Gordon Biersch Weizen Eisbock
In the mid-nineties, the largest breweries in America were tripping over themselves to introduce Eisbock ("Ice Beers"), a 100-plus-year-old German tradition, to beer drinkers. The idea is simple. Since alcohol freezes at a lower temperature than water, breweries can store and filter the beer at sub freezing levels, taking out ice crystals and leaving rich, malty, higher alcohol brew. The result, in the pre-craft era, you might remember, was a slew of beers like Molson "Ice" – flavorless headaches in a can.
Today, Gordon Biersch brewmaster Dan Gordon is showing us what Americans were missing back then. Gordon, the only American to ever graduate from the Brewing Institute of Munich at Weihenstephan, has built his brewery's identity around pitch-perfect executions of classic German beer styles that rigidly adhere to the Reinheitsgebot, Germany's Beer Purity Law of 1516.

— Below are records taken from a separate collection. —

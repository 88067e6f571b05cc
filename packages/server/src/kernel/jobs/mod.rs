//! Job infrastructure: the in-memory registry, the runner that drives the
//! content pipeline, and the periodic sweep.
//!
//! # Architecture
//!
//! ```text
//! POST /api/generate
//!     │
//!     ├─► JobStore.create()            (status = pending)
//!     └─► spawn_job()                  (detached tokio task)
//!             │
//!             ├─► ContentGenerator.generate()
//!             │       └─► checkpoint() ─► JobStore.update() + ProgressHub.publish()
//!             └─► completed / failed   (terminal, never revisited)
//!
//! Sweeper (hourly) ─► JobStore.sweep(24h)
//! ```
//!
//! Records live only for the lifetime of the process. Each job has exactly
//! one writer (its runner task), so updates to different ids never conflict.

mod record;
mod runner;
mod store;
mod sweep;

pub use record::{GenerationResult, JobRecord, JobSpec, JobStatus, JobUpdate};
pub use runner::{run_job, spawn_job};
pub use store::JobStore;
pub use sweep::{start_sweeper, RETENTION_HOURS};
//! MulmoScript document model, prompt construction and shape validation.
//!
//! The wire format is fixed by the external tool:
//!
//! ```json
//! {
//!   "$mulmocast": { "version": "1.0" },
//!   "title": "...",
//!   "lang": "en",
//!   "beats": [ { "text": "...", "imagePrompt": "..." } ]
//! }
//! ```

use serde::{Deserialize, Serialize};
use thiserror::Error;

pub const SCRIPT_VERSION: &str = "1.0";

/// The model sometimes returns structurally broken JSON despite the forced
/// JSON mode; that is a distinct failure from network or API errors.
#[derive(Debug, Error)]
pub enum ScriptError {
    #[error("generated script is malformed: {0}")]
    Malformed(String),
}

#[derive(Debug, Clone, Serialize, Deserialize)]
pub struct MulmoMeta {
    pub version: String,
}

#[derive(Debug, Clone, Serialize, Deserialize)]
pub struct Beat {
    /// Narration text for this beat.
    pub text: String,
    #[serde(rename = "imagePrompt")]
    pub image_prompt: String,
}

#[derive(Debug, Clone, Serialize, Deserialize)]
pub struct MulmoScript {
    #[serde(rename = "$mulmocast")]
    pub mulmocast: MulmoMeta,
    pub title: String,
    #[serde(default = "default_lang")]
    pub lang: String,
    pub beats: Vec<Beat>,
}

fn default_lang() -> String {
    "en".to_string()
}

pub const SYSTEM_PROMPT: &str = "You are an expert MulmoScript author. Always answer with valid \
    JSON only, with no explanations or extra text.";

/// Build the generation prompt for the given page text and visual style.
///
/// Only the first 2000 characters of the content are included; the page
/// extraction step has already truncated to 3000.
pub fn build_prompt(content: &str, style: &str) -> String {
    let content: String = content.chars().take(2000).collect();
    let style_description = if style == "ghibli" {
        "Ghibli-style animation"
    } else {
        "business presentation"
    };

    format!(
        r#"Based on the following content, generate a MulmoScript JSON document.

IMPORTANT: follow the required structure exactly. Do not add or rename fields.

[CONTENT]
{content}

[REQUIREMENTS]
1. Follow the structure below exactly
2. Produce 3-5 beats
3. Each beat's text should be 50-100 characters of narration
4. Each imagePrompt must be a concrete, visual description in {style_description} style

Required structure (nothing else will be accepted):

{{
  "$mulmocast": {{
    "version": "{SCRIPT_VERSION}"
  }},
  "title": "title here",
  "lang": "en",
  "beats": [
    {{
      "text": "narration text here",
      "imagePrompt": "image generation prompt here"
    }}
  ]
}}

Return only the JSON. No explanations or additional text."#
    )
}

/// Parse and validate an LLM response into a typed script.
///
/// Validates the two structural requirements the tool depends on — the
/// `$mulmocast` header and a non-empty `beats` array — before the full
/// typed deserialization.
pub fn parse_script(raw: &str) -> Result<MulmoScript, ScriptError> {
    let value: serde_json::Value = serde_json::from_str(raw)
        .map_err(|e| ScriptError::Malformed(format!("not valid JSON: {e}")))?;

    if value.get("$mulmocast").is_none() {
        return Err(ScriptError::Malformed("missing $mulmocast header".into()));
    }
    match value.get("beats").and_then(|b| b.as_array()) {
        Some(beats) if !beats.is_empty() => {}
        _ => return Err(ScriptError::Malformed("missing or empty beats array".into())),
    }

    serde_json::from_value(value).map_err(|e| ScriptError::Malformed(e.to_string()))
}

#[cfg(test)]
mod tests {
    use super::*;

    const VALID: &str = r#"{
        "$mulmocast": {"version": "1.0"},
        "title": "A Story",
        "lang": "ja",
        "beats": [
            {"text": "Once upon a time", "imagePrompt": "a quiet village at dawn"}
        ]
    }"#;

    #[test]
    fn parses_a_valid_script() {
        let script = parse_script(VALID).unwrap();
        assert_eq!(script.title, "A Story");
        assert_eq!(script.lang, "ja");
        assert_eq!(script.beats.len(), 1);
        assert_eq!(script.beats[0].image_prompt, "a quiet village at dawn");
    }

    #[test]
    fn lang_defaults_to_english_when_absent() {
        let raw = r#"{
            "$mulmocast": {"version": "1.0"},
            "title": "t",
            "beats": [{"text": "x", "imagePrompt": "y"}]
        }"#;
        assert_eq!(parse_script(raw).unwrap().lang, "en");
    }

    #[test]
    fn rejects_missing_mulmocast_header() {
        let raw = r#"{"title": "t", "beats": [{"text": "x", "imagePrompt": "y"}]}"#;
        let err = parse_script(raw).unwrap_err();
        assert!(err.to_string().contains("$mulmocast"));
    }

    #[test]
    fn rejects_empty_beats() {
        let raw = r#"{"$mulmocast": {"version": "1.0"}, "title": "t", "beats": []}"#;
        let err = parse_script(raw).unwrap_err();
        assert!(err.to_string().contains("beats"));
    }

    #[test]
    fn rejects_non_json_output() {
        let err = parse_script("Sure! Here is your script: {...}").unwrap_err();
        assert!(err.to_string().contains("malformed"));
    }

    #[test]
    fn script_round_trips_with_external_field_names() {
        let script = parse_script(VALID).unwrap();
        let json = serde_json::to_value(&script).unwrap();
        assert!(json.get("$mulmocast").is_some());
        assert!(json["beats"][0].get("imagePrompt").is_some());
    }

    #[test]
    fn prompt_embeds_content_and_style() {
        let prompt = build_prompt("All about rustaceans", "ghibli");
        assert!(prompt.contains("All about rustaceans"));
        assert!(prompt.contains("Ghibli-style animation"));

        let prompt = build_prompt("quarterly numbers", "business");
        assert!(prompt.contains("business presentation"));
    }

    #[test]
    fn prompt_truncates_oversized_content() {
        let content = "x".repeat(5000);
        let prompt = build_prompt(&content, "ghibli");
        assert!(!prompt.contains(&"x".repeat(2001)));
    }
}
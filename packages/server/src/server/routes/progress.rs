//! SSE progress stream.
//!
//! GET /api/progress/:job_id
//!
//! Pushes the current record immediately, then every snapshot the runner
//! publishes, and closes exactly once after the first terminal record.
//! A dropped connection drops the stream and its hub subscription.

use std::convert::Infallible;

use axum::{
    extract::{Extension, Path},
    response::sse::{Event, KeepAlive, Sse},
};
use futures::stream::{Stream, StreamExt};
use tokio::sync::broadcast;
use uuid::Uuid;

use super::{not_found, ApiError};
use crate::kernel::jobs::{JobRecord, JobStore};
use crate::server::app::AppState;

pub async fn progress_handler(
    Extension(state): Extension<AppState>,
    Path(job_id): Path<Uuid>,
) -> Result<Sse<impl Stream<Item = Result<Event, Infallible>>>, ApiError> {
    // Subscribe before reading the snapshot: a terminal record published
    // in between lands in the channel instead of being dropped for lack of
    // subscribers, so the stream still sees it and closes.
    let rx = state.deps.progress.subscribe(job_id).await;

    let snapshot = state
        .deps
        .jobs
        .get(job_id)
        .await
        .ok_or_else(|| not_found("job not found"))?;

    let records = record_stream(snapshot, rx, state.deps.jobs.clone(), job_id);

    let events = records.map(|record| {
        let event = Event::default()
            .json_data(&record)
            .unwrap_or_else(|_| Event::default().data("{}"));
        Ok::<_, Infallible>(event)
    });

    Ok(Sse::new(events).keep_alive(KeepAlive::default()))
}

struct StreamState {
    rx: broadcast::Receiver<JobRecord>,
    store: JobStore,
    job_id: Uuid,
    pending: Option<JobRecord>,
    done: bool,
}

/// Record stream backing the SSE response: initial snapshot first, then
/// hub broadcasts, ending after the first terminal record. A lagged
/// receiver falls back to the registry's current snapshot.
fn record_stream(
    snapshot: JobRecord,
    rx: broadcast::Receiver<JobRecord>,
    store: JobStore,
    job_id: Uuid,
) -> impl Stream<Item = JobRecord> {
    let state = StreamState {
        rx,
        store,
        job_id,
        pending: Some(snapshot),
        done: false,
    };

    futures::stream::unfold(state, |mut state| async move {
        if state.done {
            return None;
        }

        if let Some(record) = state.pending.take() {
            state.done = record.status.is_terminal();
            return Some((record, state));
        }

        match state.rx.recv().await {
            Ok(record) => {
                state.done = record.status.is_terminal();
                Some((record, state))
            }
            Err(broadcast::error::RecvError::Lagged(_)) => {
                // Missed snapshots; re-read the registry. Gone means swept.
                let record = state.store.get(state.job_id).await?;
                state.done = record.status.is_terminal();
                Some((record, state))
            }
            Err(broadcast::error::RecvError::Closed) => None,
        }
    })
}

#[cfg(test)]
mod tests {
    use super::*;
    use std::sync::Arc;
    use std::time::Duration;

    use crate::kernel::jobs::{run_job, JobSpec, JobStatus};
    use crate::kernel::testing::StubGenerator;
    use crate::kernel::ServerDeps;

    fn spec() -> JobSpec {
        JobSpec {
            url: "https://example.com".to_string(),
            style: "ghibli".to_string(),
            subtitles: false,
        }
    }

    async fn collect_stream(deps: Arc<ServerDeps>) -> Vec<JobRecord> {
        let record = deps.jobs.create(spec()).await;
        let rx = deps.progress.subscribe(record.id).await;
        let stream = record_stream(record.clone(), rx, deps.jobs.clone(), record.id);

        let runner_deps = deps.clone();
        let job_id = record.id;
        tokio::spawn(async move {
            run_job(runner_deps, job_id, spec()).await;
        });

        tokio::time::timeout(Duration::from_secs(5), stream.collect::<Vec<_>>())
            .await
            .expect("stream should close after the terminal record")
    }

    #[tokio::test]
    async fn streams_processing_records_then_closes_on_terminal() {
        let deps = Arc::new(ServerDeps::new(Arc::new(StubGenerator::succeeding())));
        let records = collect_stream(deps).await;

        assert!(
            records
                .iter()
                .any(|r| r.status == JobStatus::Processing),
            "expected at least one processing record before the terminal one"
        );

        let last = records.last().unwrap();
        assert_eq!(last.status, JobStatus::Completed);
        assert_eq!(last.progress, 100);

        // The terminal record is the only terminal record — the stream
        // closed right after it.
        let terminal_count = records.iter().filter(|r| r.status.is_terminal()).count();
        assert_eq!(terminal_count, 1);
    }

    #[tokio::test]
    async fn failed_job_terminates_the_stream_with_the_error_record() {
        let deps = Arc::new(ServerDeps::new(Arc::new(StubGenerator::failing("boom"))));
        let records = collect_stream(deps).await;

        let last = records.last().unwrap();
        assert_eq!(last.status, JobStatus::Failed);
        assert!(last.error.as_deref().unwrap().contains("boom"));
    }

    #[tokio::test]
    async fn terminal_record_after_the_snapshot_still_closes_the_stream() {
        let deps = Arc::new(ServerDeps::new(Arc::new(StubGenerator::succeeding())));
        let record = deps.jobs.create(spec()).await;

        // Handler order: subscribe first, then snapshot. The job then runs
        // to completion before the stream is consumed; the terminal record
        // sits buffered in the already-registered channel.
        let rx = deps.progress.subscribe(record.id).await;
        let snapshot = deps.jobs.get(record.id).await.unwrap();
        assert_eq!(snapshot.status, JobStatus::Pending);

        run_job(deps.clone(), record.id, spec()).await;

        let stream = record_stream(snapshot, rx, deps.jobs.clone(), record.id);
        let records = tokio::time::timeout(Duration::from_secs(2), stream.collect::<Vec<_>>())
            .await
            .expect("stream should close after the terminal record");

        assert_eq!(records.first().unwrap().status, JobStatus::Pending);
        assert_eq!(records.last().unwrap().status, JobStatus::Completed);
    }

    #[tokio::test]
    async fn already_terminal_job_yields_one_record_and_closes() {
        let deps = Arc::new(ServerDeps::new(Arc::new(StubGenerator::succeeding())));
        let record = deps.jobs.create(spec()).await;
        run_job(deps.clone(), record.id, spec()).await;

        let snapshot = deps.jobs.get(record.id).await.unwrap();
        let rx = deps.progress.subscribe(record.id).await;
        let stream = record_stream(snapshot, rx, deps.jobs.clone(), record.id);

        let records: Vec<_> = stream.collect().await;
        assert_eq!(records.len(), 1);
        assert_eq!(records[0].status, JobStatus::Completed);
    }
}
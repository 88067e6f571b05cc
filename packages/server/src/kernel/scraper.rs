//! Single-page scraper: HTTP fetch plus text extraction.
//!
//! Uses reqwest for the request, the scraper crate for HTML parsing and
//! htmd for HTML-to-Markdown conversion. No JavaScript rendering — static
//! HTML only, which is all the summarization prompt needs.

use std::time::Duration;

use anyhow::{Context, Result};
use scraper::{Html, Selector};

/// The prompt only consumes the first part of the page, so extraction
/// truncates here.
const MAX_CONTENT_CHARS: usize = 3000;

/// Candidate selectors for the main content area, most specific first.
const MAIN_SELECTORS: &[&str] = &[
    "main",
    "article",
    "[role='main']",
    "#content",
    "#main",
    ".content",
    ".post-content",
    ".entry-content",
];

/// Elements stripped before text conversion.
const BOILERPLATE_SELECTORS: &[&str] = &[
    "script", "style", "noscript", "iframe", "nav", "header", "footer", "aside",
];

/// Extracted page content fed to the script prompt.
#[derive(Debug, Clone)]
pub struct PageContent {
    pub url: String,
    pub title: Option<String>,
    pub text: String,
}

/// HTTP client with browser-like headers to avoid trivial bot blocks.
pub struct PageScraper {
    client: reqwest::Client,
}

impl PageScraper {
    pub fn new() -> Result<Self> {
        let user_agent = "Mozilla/5.0 (Macintosh; Intel Mac OS X 10_15_7) AppleWebKit/537.36 (KHTML, like Gecko) Chrome/120.0.0.0 Safari/537.36";

        let mut headers = reqwest::header::HeaderMap::new();
        headers.insert(
            reqwest::header::ACCEPT,
            "text/html,application/xhtml+xml,application/xml;q=0.9,*/*;q=0.8"
                .parse()
                .expect("static header value"),
        );
        headers.insert(
            reqwest::header::ACCEPT_LANGUAGE,
            "en-US,en;q=0.5".parse().expect("static header value"),
        );

        let client = reqwest::Client::builder()
            .timeout(Duration::from_secs(30))
            .user_agent(user_agent)
            .default_headers(headers)
            .redirect(reqwest::redirect::Policy::limited(5))
            .build()
            .context("failed to create HTTP client")?;

        Ok(Self { client })
    }

    /// Fetch raw HTML. Errors carry the URL as context.
    pub async fn fetch(&self, url: &str) -> Result<String> {
        let response = self
            .client
            .get(url)
            .send()
            .await
            .with_context(|| format!("failed to fetch {url}"))?;

        let status = response.status();
        if !status.is_success() {
            anyhow::bail!("failed to fetch {url}: HTTP {status}");
        }

        response
            .text()
            .await
            .with_context(|| format!("failed to read response body from {url}"))
    }

    /// Pure extraction step: HTML in, truncated plain text out.
    pub fn extract(url: &str, html: &str) -> PageContent {
        let document = Html::parse_document(html);
        let title = Self::extract_title(&document);
        let main_html = Self::main_content(&document);
        let text = Self::to_text(&main_html);
        PageContent {
            url: url.to_string(),
            title,
            text: truncate_chars(&text, MAX_CONTENT_CHARS),
        }
    }

    fn extract_title(document: &Html) -> Option<String> {
        let selector = Selector::parse("title").ok()?;
        document
            .select(&selector)
            .next()
            .map(|el| el.text().collect::<String>().trim().to_string())
            .filter(|t| !t.is_empty())
    }

    /// Pick the main content area, falling back to a boilerplate-stripped
    /// body, then to the whole document.
    fn main_content(document: &Html) -> String {
        for selector_str in MAIN_SELECTORS {
            if let Ok(selector) = Selector::parse(selector_str) {
                if let Some(main) = document.select(&selector).next() {
                    return main.html();
                }
            }
        }

        if let Ok(selector) = Selector::parse("body") {
            if let Some(body) = document.select(&selector).next() {
                return Self::strip_boilerplate(&body.html());
            }
        }

        document.html()
    }

    fn strip_boilerplate(html: &str) -> String {
        let document = Html::parse_document(html);
        let mut result = html.to_string();
        for selector_str in BOILERPLATE_SELECTORS {
            if let Ok(selector) = Selector::parse(selector_str) {
                for element in document.select(&selector) {
                    result = result.replace(&element.html(), "");
                }
            }
        }
        result
    }

    /// Markdown-ish text via htmd, with a tag-stripping fallback, then
    /// whitespace collapsed.
    fn to_text(html: &str) -> String {
        let converted = htmd::convert(html).unwrap_or_else(|_| {
            let document = Html::parse_document(html);
            document.root_element().text().collect::<String>()
        });
        converted.split_whitespace().collect::<Vec<_>>().join(" ")
    }
}

/// Char-boundary-safe truncation.
fn truncate_chars(text: &str, max_chars: usize) -> String {
    text.chars().take(max_chars).collect()
}

#[cfg(test)]
mod tests {
    use super::*;

    #[test]
    fn extracts_title_and_body_text() {
        let html = r#"<html><head><title>Test Page</title></head>
            <body><main><h1>Hello</h1><p>World of content</p></main></body></html>"#;
        let content = PageScraper::extract("https://example.com", &html);
        assert_eq!(content.title.as_deref(), Some("Test Page"));
        assert!(content.text.contains("Hello"));
        assert!(content.text.contains("World of content"));
    }

    #[test]
    fn prefers_main_content_over_navigation() {
        let html = r#"<html><body>
            <nav>Site navigation links</nav>
            <article><p>The actual article</p></article>
            <footer>Copyright</footer>
        </body></html>"#;
        let content = PageScraper::extract("https://example.com", &html);
        assert!(content.text.contains("The actual article"));
        assert!(!content.text.contains("Site navigation"));
        assert!(!content.text.contains("Copyright"));
    }

    #[test]
    fn strips_scripts_when_no_main_element_exists() {
        let html = r#"<html><body>
            <script>var tracking = true;</script>
            <p>Visible paragraph</p>
        </body></html>"#;
        let content = PageScraper::extract("https://example.com", &html);
        assert!(content.text.contains("Visible paragraph"));
        assert!(!content.text.contains("tracking"));
    }

    #[test]
    fn truncates_long_pages() {
        let body = "word ".repeat(2000);
        let html = format!("<html><body><main>{body}</main></body></html>");
        let content = PageScraper::extract("https://example.com", &html);
        assert!(content.text.chars().count() <= MAX_CONTENT_CHARS);
    }

    #[test]
    fn truncation_respects_char_boundaries() {
        let text = "日本語のテキスト".repeat(1000);
        let truncated = truncate_chars(&text, MAX_CONTENT_CHARS);
        assert_eq!(truncated.chars().count(), MAX_CONTENT_CHARS);
    }

    #[test]
    fn missing_title_is_none() {
        let content = PageScraper::extract("https://example.com", "<html><body><p>x</p></body></html>");
        assert!(content.title.is_none());
    }
}
//! HTTP facade over the job registry.

pub mod app;
pub mod routes;

pub use app::{build_app, AppState};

With its Braumeister Selekt Weizen Eisbock, Gordon Biersch starts off with a strong, dark, and malty wheat bock that's bursting with caramel, raisin, and banana notes. The "eising" process not only concentrates the alcohol (10 percent), but also the flavor. The result is a hugely full-bodied wheat beer that is silky and dry on the palette, and dangerously easy to drink.
The Weizen Eisebock is a limited release and is available in just 11 states, so snap it up while you can. [gordonbiersch.com]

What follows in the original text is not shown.